Koda lurched away from the door, letting go of the knob. His white shirt was drenched, the fabric clinging to the lean body underneath. I saw his arm muscles tightening, and he lumbered into the grass, not even sparing me a glance.
What was happening?
I started toward him, but froze the instant I watched him fall to his knees, grabbing fistfuls of his hair. His shoulders rose and fell with heavy breaths, and I could’ve sworn I watched his frame grow a little wider. Or maybe that was just because of the lightning and the storm, the heavy rain clouding my vision.
“Get inside,” he growled out, not looking at me. He hardly sounded like himself. He sounded as if he struggled, wrestling with something I could not see. Koda sounded similar to how he did that day in the library.
I didn’t need to be told twice. I skedaddled it out of there before he could say anything else, before whatever was inside of him snapped. My feet brought me to the side door, and with a slick palm, I threw it open. Thank God it wasn’t locked. I was able to get inside and close the door.
I shouldn’t have lingered. I should’ve kept going, but I didn’t, and through the small glass square on the door, I watched Koda in the rain, thunder and lightning once again lighting up the sky. No longer was he on his knees; he slowly got to his feet, his back bent until he was standing. Almost painfully slowly his spine snapped straight, and his head turned ever so slightly, a look of pure hatred on his face.
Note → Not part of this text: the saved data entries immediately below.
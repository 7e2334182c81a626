use std::path::{Path, PathBuf};
use std::time::Duration;

use anyhow::{bail, Context, Result};
use serde::Deserialize;

/// Gemini's OpenAI-compatible endpoint.
const DEFAULT_BASE_URL: &str = "https://generativelanguage.googleapis.com/v1beta/openai";
const DEFAULT_MODEL: &str = "gemini-2.0-flash";
const DEFAULT_OUTPUT_DIR: &str = "output_videos";
const DEFAULT_MAX_ATTEMPTS: u32 = 5;
const DEFAULT_RENDER_TIMEOUT_SECS: u64 = 300;
const DEFAULT_SCENE_CLASS: &str = "GeneratedScene";

/// Top-level configuration, loaded once at process start and injected into
/// the generators, renderer and loop controller.
///
/// Precedence (highest to lowest): `SCENE_*` environment variables, the TOML
/// file passed to [`SceneConfig::load`], built-in defaults.
#[derive(Debug, Clone, Deserialize)]
#[serde(default)]
pub struct SceneConfig {
    /// OpenAI-compatible base URL of the text-generation service
    pub base_url: String,
    /// API key; only required when a client is built
    pub api_key: Option<String>,
    /// Model used for outlines
    pub outline_model: String,
    /// Model used for scene code
    pub code_model: String,
    /// Model used for chatbot queries
    pub chat_model: String,
    pub temperature: f64,
    /// Directory holding scratch scripts and rendered videos
    pub output_dir: PathBuf,
    /// Attempt budget per run
    pub max_attempts: u32,
    pub render_timeout_secs: u64,
    /// Fixed pause between attempts
    pub retry_delay_ms: u64,
    /// Scratch scripts from failed attempts kept for postmortem
    pub retain_failed_scripts: usize,
    /// Renderer executable
    pub render_program: String,
    /// Renderer argument template (None = Manim defaults)
    pub render_args: Option<Vec<String>>,
    /// Name of the Scene subclass the model must define
    pub scene_class: String,
}

impl Default for SceneConfig {
    fn default() -> Self {
        Self {
            base_url: DEFAULT_BASE_URL.into(),
            api_key: None,
            outline_model: DEFAULT_MODEL.into(),
            code_model: DEFAULT_MODEL.into(),
            chat_model: DEFAULT_MODEL.into(),
            temperature: 0.4,
            output_dir: PathBuf::from(DEFAULT_OUTPUT_DIR),
            max_attempts: DEFAULT_MAX_ATTEMPTS,
            render_timeout_secs: DEFAULT_RENDER_TIMEOUT_SECS,
            retry_delay_ms: 0,
            retain_failed_scripts: 1,
            render_program: "python3".into(),
            render_args: None,
            scene_class: DEFAULT_SCENE_CLASS.into(),
        }
    }
}

impl SceneConfig {
    /// Load configuration: defaults, then the optional TOML file, then the
    /// environment.
    pub fn load(path: Option<&Path>) -> Result<Self> {
        let mut config = match path {
            Some(path) => Self::from_file(path)?,
            None => Self::default(),
        };
        config.apply_env(|key| std::env::var(key).ok())?;
        config.validate()?;
        Ok(config)
    }

    pub fn from_file(path: &Path) -> Result<Self> {
        let content = std::fs::read_to_string(path)
            .with_context(|| format!("Failed to read config file {}", path.display()))?;
        Self::from_toml(&content)
            .with_context(|| format!("Failed to parse config file {}", path.display()))
    }

    pub fn from_toml(content: &str) -> Result<Self> {
        toml::from_str(content).context("Invalid scene config TOML")
    }

    /// Apply `SCENE_*` overrides. `lookup` is injectable for tests.
    pub fn apply_env(&mut self, lookup: impl Fn(&str) -> Option<String>) -> Result<()> {
        if let Some(v) = lookup("SCENE_BASE_URL") {
            self.base_url = v;
        }
        if let Some(v) = lookup("SCENE_API_KEY").or_else(|| lookup("GEMINI_API_KEY")) {
            self.api_key = Some(v);
        }
        if let Some(v) = lookup("SCENE_OUTLINE_MODEL") {
            self.outline_model = v;
        }
        if let Some(v) = lookup("SCENE_CODE_MODEL") {
            self.code_model = v;
        }
        if let Some(v) = lookup("SCENE_CHAT_MODEL") {
            self.chat_model = v;
        }
        if let Some(v) = lookup("SCENE_OUTPUT_DIR") {
            self.output_dir = PathBuf::from(v);
        }
        if let Some(v) = lookup("SCENE_MAX_ATTEMPTS") {
            self.max_attempts = v
                .parse()
                .with_context(|| format!("SCENE_MAX_ATTEMPTS is not a number: {v}"))?;
        }
        if let Some(v) = lookup("SCENE_RENDER_TIMEOUT_SECS") {
            self.render_timeout_secs = v
                .parse()
                .with_context(|| format!("SCENE_RENDER_TIMEOUT_SECS is not a number: {v}"))?;
        }
        if let Some(v) = lookup("SCENE_RENDER_PROGRAM") {
            self.render_program = v;
        }
        Ok(())
    }

    pub fn validate(&self) -> Result<()> {
        if self.max_attempts == 0 {
            bail!("max_attempts must be at least 1");
        }
        if self.render_timeout_secs == 0 {
            bail!("render_timeout_secs must be at least 1");
        }
        Ok(())
    }

    /// API key, or an error naming the variables that provide it.
    pub fn require_api_key(&self) -> Result<&str> {
        match self.api_key.as_deref() {
            Some(key) if !key.trim().is_empty() => Ok(key),
            _ => bail!("No API key configured. Set SCENE_API_KEY or GEMINI_API_KEY."),
        }
    }

    pub fn render_timeout(&self) -> Duration {
        Duration::from_secs(self.render_timeout_secs)
    }

    pub fn retry_delay(&self) -> Duration {
        Duration::from_millis(self.retry_delay_ms)
    }
}

/// Check if the text endpoint is reachable (GET /models).
pub async fn check_endpoint(url: &str, api_key: Option<&str>) -> bool {
    let models_url = format!("{}/models", url.trim_end_matches('/'));
    let mut request = reqwest::Client::new()
        .get(&models_url)
        .timeout(Duration::from_secs(5));
    if let Some(key) = api_key {
        request = request.bearer_auth(key);
    }
    match request.send().await {
        Ok(resp) => resp.status().is_success(),
        Err(_) => false,
    }
}
//! Python syntax validation backed by tree-sitter.
//!
//! Generated scripts come from an untrusted source, so they are only ever
//! parsed, never imported or executed. tree-sitter recovers from errors and
//! marks the damage with `ERROR` and `MISSING` nodes; the first such node is
//! reported with its 1-based location.

use std::fmt;

use serde::{Deserialize, Serialize};
use tree_sitter::{Language, LanguageError, Node, Parser};

/// Longest snippet of offending source quoted in a message.
const MAX_SNIPPET_CHARS: usize = 60;

/// Kind of syntax problem found.
#[derive(Debug, Clone, Copy, PartialEq, Eq, Serialize, Deserialize)]
#[serde(rename_all = "snake_case")]
pub enum SyntaxIssueKind {
    /// Source contained nothing to parse
    Empty,
    /// Tokens the grammar could not place
    InvalidSyntax,
    /// A required token (closing bracket, colon, ...) is absent
    MissingToken,
    /// The parser gave up without producing a tree
    Unparsable,
}

impl fmt::Display for SyntaxIssueKind {
    fn fmt(&self, f: &mut fmt::Formatter<'_>) -> fmt::Result {
        match self {
            Self::Empty => write!(f, "empty_source"),
            Self::InvalidSyntax => write!(f, "invalid_syntax"),
            Self::MissingToken => write!(f, "missing_token"),
            Self::Unparsable => write!(f, "unparsable"),
        }
    }
}

/// A structured syntax error.
#[derive(Debug, Clone, PartialEq, Eq, Serialize, Deserialize)]
pub struct SyntaxIssue {
    pub kind: SyntaxIssueKind,
    pub message: String,
    /// 1-based line, when the parser could locate the problem
    pub line: Option<usize>,
    /// 1-based column, when the parser could locate the problem
    pub column: Option<usize>,
}

impl SyntaxIssue {
    fn unlocated(kind: SyntaxIssueKind, message: impl Into<String>) -> Self {
        Self {
            kind,
            message: message.into(),
            line: None,
            column: None,
        }
    }

    /// Render the issue as feedback for the next generation attempt.
    pub fn format_for_feedback(&self) -> String {
        self.to_string()
    }
}

impl fmt::Display for SyntaxIssue {
    fn fmt(&self, f: &mut fmt::Formatter<'_>) -> fmt::Result {
        write!(f, "SyntaxError ({}): {}", self.kind, self.message)?;
        if let (Some(line), Some(column)) = (self.line, self.column) {
            write!(f, " at line {}, column {}", line, column)?;
        }
        Ok(())
    }
}

/// Outcome of validating a script.
#[derive(Debug, Clone, PartialEq, Eq)]
pub enum SyntaxVerdict {
    Valid,
    Invalid(SyntaxIssue),
}

impl SyntaxVerdict {
    pub fn is_valid(&self) -> bool {
        matches!(self, Self::Valid)
    }
}

/// Structural validator for Python source.
#[derive(Clone)]
pub struct SyntaxValidator {
    language: Language,
}

impl SyntaxValidator {
    /// Create a validator, checking the grammar is ABI-compatible with the
    /// linked tree-sitter runtime.
    pub fn new() -> Result<Self, LanguageError> {
        let language: Language = tree_sitter_python::LANGUAGE.into();
        Parser::new().set_language(&language)?;
        Ok(Self { language })
    }

    /// Parse `source` and report the first syntax problem, if any.
    pub fn validate(&self, source: &str) -> SyntaxVerdict {
        if source.trim().is_empty() {
            return SyntaxVerdict::Invalid(SyntaxIssue::unlocated(
                SyntaxIssueKind::Empty,
                "the generated script is empty",
            ));
        }

        let mut parser = Parser::new();
        if let Err(e) = parser.set_language(&self.language) {
            return SyntaxVerdict::Invalid(SyntaxIssue::unlocated(
                SyntaxIssueKind::Unparsable,
                format!("python grammar unavailable: {}", e),
            ));
        }

        let tree = match parser.parse(source, None) {
            Some(tree) => tree,
            None => {
                return SyntaxVerdict::Invalid(SyntaxIssue::unlocated(
                    SyntaxIssueKind::Unparsable,
                    "parser produced no syntax tree",
                ))
            }
        };

        let root = tree.root_node();
        if !root.has_error() {
            tracing::debug!(bytes = source.len(), "Script syntax is valid");
            return SyntaxVerdict::Valid;
        }

        let issue = match first_problem(root) {
            Some(node) => describe(node, source),
            None => SyntaxIssue::unlocated(
                SyntaxIssueKind::InvalidSyntax,
                "the script contains a syntax error",
            ),
        };

        tracing::debug!(issue = %issue, "Script failed syntax validation");
        SyntaxVerdict::Invalid(issue)
    }
}

/// Depth-first search for the first `ERROR` or `MISSING` node.
fn first_problem(node: Node<'_>) -> Option<Node<'_>> {
    if node.is_error() || node.is_missing() {
        return Some(node);
    }
    if !node.has_error() {
        return None;
    }
    (0..node.child_count())
        .filter_map(|i| node.child(i))
        .find_map(first_problem)
}

fn describe(node: Node<'_>, source: &str) -> SyntaxIssue {
    let position = node.start_position();

    let (kind, message) = if node.is_missing() {
        (
            SyntaxIssueKind::MissingToken,
            format!("expected `{}`", node.kind()),
        )
    } else {
        let text = node.utf8_text(source.as_bytes()).unwrap_or("");
        let snippet: String = text
            .lines()
            .next()
            .unwrap_or("")
            .trim()
            .chars()
            .take(MAX_SNIPPET_CHARS)
            .collect();
        let message = if snippet.is_empty() {
            "invalid syntax".to_string()
        } else {
            format!("invalid syntax near `{}`", snippet)
        };
        (SyntaxIssueKind::InvalidSyntax, message)
    };

    SyntaxIssue {
        kind,
        message,
        line: Some(position.row + 1),
        column: Some(position.column + 1),
    }
}

#[cfg(test)]
mod tests {
    use super::*;

    const VALID_SCENE: &str = r#"from manim import *


class GeneratedScene(Scene):
    def construct(self):
        title = Text("Binary Search", color=BLUE)
        self.play(Write(title))
        self.wait(1)
        self.play(FadeOut(*self.mobjects))
"#;

    fn validator() -> SyntaxValidator {
        SyntaxValidator::new().unwrap()
    }

    #[test]
    fn test_grammar_loads() {
        assert!(SyntaxValidator::new().is_ok());
    }

    #[test]
    fn test_valid_scene() {
        assert_eq!(validator().validate(VALID_SCENE), SyntaxVerdict::Valid);
    }

    #[test]
    fn test_empty_source() {
        match validator().validate("   \n") {
            SyntaxVerdict::Invalid(issue) => assert_eq!(issue.kind, SyntaxIssueKind::Empty),
            SyntaxVerdict::Valid => panic!("empty source must be invalid"),
        }
    }

    #[test]
    fn test_broken_def_reports_location() {
        let source = "x = 1\ndef broken(:\n    pass\n";
        match validator().validate(source) {
            SyntaxVerdict::Invalid(issue) => {
                assert!(issue.line.is_some());
                assert!(issue.column.is_some());
                assert!(issue.to_string().starts_with("SyntaxError"));
            }
            SyntaxVerdict::Valid => panic!("broken def must be invalid"),
        }
    }

    #[test]
    fn test_unclosed_call() {
        let source = "from manim import *\nself.play(Create(Circle())\n";
        assert!(!validator().validate(source).is_valid());
    }

    #[test]
    fn test_fence_left_in_source_is_invalid() {
        let source = "```python\nx = 1\n```";
        assert!(!validator().validate(source).is_valid());
    }

    #[test]
    fn test_feedback_format_includes_location() {
        let issue = SyntaxIssue {
            kind: SyntaxIssueKind::MissingToken,
            message: "expected `)`".to_string(),
            line: Some(4),
            column: Some(12),
        };
        assert_eq!(
            issue.format_for_feedback(),
            "SyntaxError (missing_token): expected `)` at line 4, column 12"
        );
    }
}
Again, it was like he was another person than the Koda who had been desperately trying to explain what had happened before—I’d be lying if I said it didn’t frighten me.
I’d also be lying if I said it did. As I watched him through the glass, I was a strange mixture of emotions. Worried, hesitant, but most of all…curious. Ever so curious. Koda could flip a switch and act like a totally different person. Did he have some kind of disorder? Was he one of those people who had more than one personality? I always thought the news and TV shows sensationalized it, but with Koda…how the heck could I deny what I’d seen?
Koda was slow to turn to face the door, letting the rain pelt him. I saw his mouth part, sheer hunger on his face. Maybe it was wrong of me, or maybe it was smart, but I flicked the deadbolt and locked the door, locking him out.
There were probably entrances on all sides of the building, so he could still get in if he wanted, but at least I had a head start on him.
I turned away from the glass, breaking eye contact with him. I dripped onto the floor, the dress’s skirt clinging to me with each step. Once again, caught in the rain. Once again, sopping wet like a feral cat caught outside with no shelter. I loved it, really.
Please note my sarcasm.
The air in the dark hallway was cold, and I wandered down the hall, rubbing my hands along the sleeves on my arm. It was useless, though. I wouldn’t get warm until I was out of these clothes.
I vaguely recognized where I was—near the door to the basement. The cellar. Whatever the heck you called it. An off-limits area of Grimmstead I shouldn’t go. Not only shouldn’t; I wasn’t allowed.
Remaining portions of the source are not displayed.